---- Records provided
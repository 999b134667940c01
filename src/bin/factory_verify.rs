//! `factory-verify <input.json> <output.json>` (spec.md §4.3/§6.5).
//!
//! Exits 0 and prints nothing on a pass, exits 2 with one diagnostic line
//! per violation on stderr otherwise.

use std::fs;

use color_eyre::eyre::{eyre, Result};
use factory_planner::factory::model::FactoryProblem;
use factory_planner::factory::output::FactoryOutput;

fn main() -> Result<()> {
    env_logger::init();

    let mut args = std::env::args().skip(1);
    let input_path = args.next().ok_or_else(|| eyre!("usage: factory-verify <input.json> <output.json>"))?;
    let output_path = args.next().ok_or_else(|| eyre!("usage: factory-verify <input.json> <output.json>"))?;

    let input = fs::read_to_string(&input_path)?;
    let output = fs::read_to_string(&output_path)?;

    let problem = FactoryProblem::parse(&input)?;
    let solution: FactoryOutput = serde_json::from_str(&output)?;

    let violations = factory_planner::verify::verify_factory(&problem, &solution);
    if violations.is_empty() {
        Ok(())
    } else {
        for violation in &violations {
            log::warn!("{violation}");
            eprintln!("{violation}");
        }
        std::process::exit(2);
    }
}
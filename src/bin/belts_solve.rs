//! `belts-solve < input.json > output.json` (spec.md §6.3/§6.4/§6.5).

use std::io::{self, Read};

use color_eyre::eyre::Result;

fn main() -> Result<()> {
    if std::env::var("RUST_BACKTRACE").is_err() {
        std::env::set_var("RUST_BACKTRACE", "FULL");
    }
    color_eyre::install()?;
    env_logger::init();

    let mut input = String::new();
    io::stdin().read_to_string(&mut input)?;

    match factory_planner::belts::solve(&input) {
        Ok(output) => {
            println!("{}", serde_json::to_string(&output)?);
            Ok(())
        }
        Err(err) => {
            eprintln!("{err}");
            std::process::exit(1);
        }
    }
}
--------
→ **Work order**:
Each line of the data should be reproduced exactly as it appears.

→ **Your solution**:
repository 999b134667940c01
filename src/bin/factory_verify.rs
//! `factory-verify <input.json> <output.json>` (spec.md §4.3/§6.5).
//!
//! Exits 0 and prints nothing on a pass, exits 2 with one diagnostic line
//! per violation on stderr otherwise.

use std::fs;

use color_eyre::eyre::{eyre, Result};
use factory_planner::factory::model::FactoryProblem;
use factory_planner::factory::output::FactoryOutput;

fn main() -> Result<()> {
    env_logger::init();

    let mut args = std::env::args().skip(1);
    let input_path = args.next().ok_or_else(|| eyre!("usage: factory-verify <input.json> <output.json>"))?;
    let output_path = args.next().ok_or_else(|| eyre!("usage: factory-verify <input.json> <output.json>"))?;

    let input = fs::read_to_string(&input_path)?;
    let output = fs::read_to_string(&output_path)?;

    let problem = FactoryProblem::parse(&input)?;
    let solution: FactoryOutput = serde_json::from_str(&output)?;

    let violations = factory_planner::verify::verify_factory(&problem, &solution);
    if violations.is_empty() {
        Ok(())
    } else {
        for violation in &violations {
            log::warn!("{violation}");
            eprintln!("{violation}");
        }
        std::process::exit(2);
    }
}
filename src/bin/belts_solve.rs
//! `belts-solve < input.json > output.json` (spec.md §6.3/§6.4/§6.5).

use std::io::{self, Read};

use color_eyre::eyre::Result;

fn main() -> Result<()> {
    if std::env::var("RUST_BACKTRACE").is_err() {
        std::env::set_var("RUST_BACKTRACE", "FULL");
    }
    color_eyre::install()?;
    env_logger::init();

    let mut input = String::new();
    io::stdin().read_to_string(&mut input)?;

    match factory_planner::belts::solve(&input) {
        Ok(output) => {
            println!("{}", serde_json::to_string(&output)?);
            Ok(())
        }
        Err(err) => {
            eprintln!("{err}");
            std::process::exit(1);
        }
    }
}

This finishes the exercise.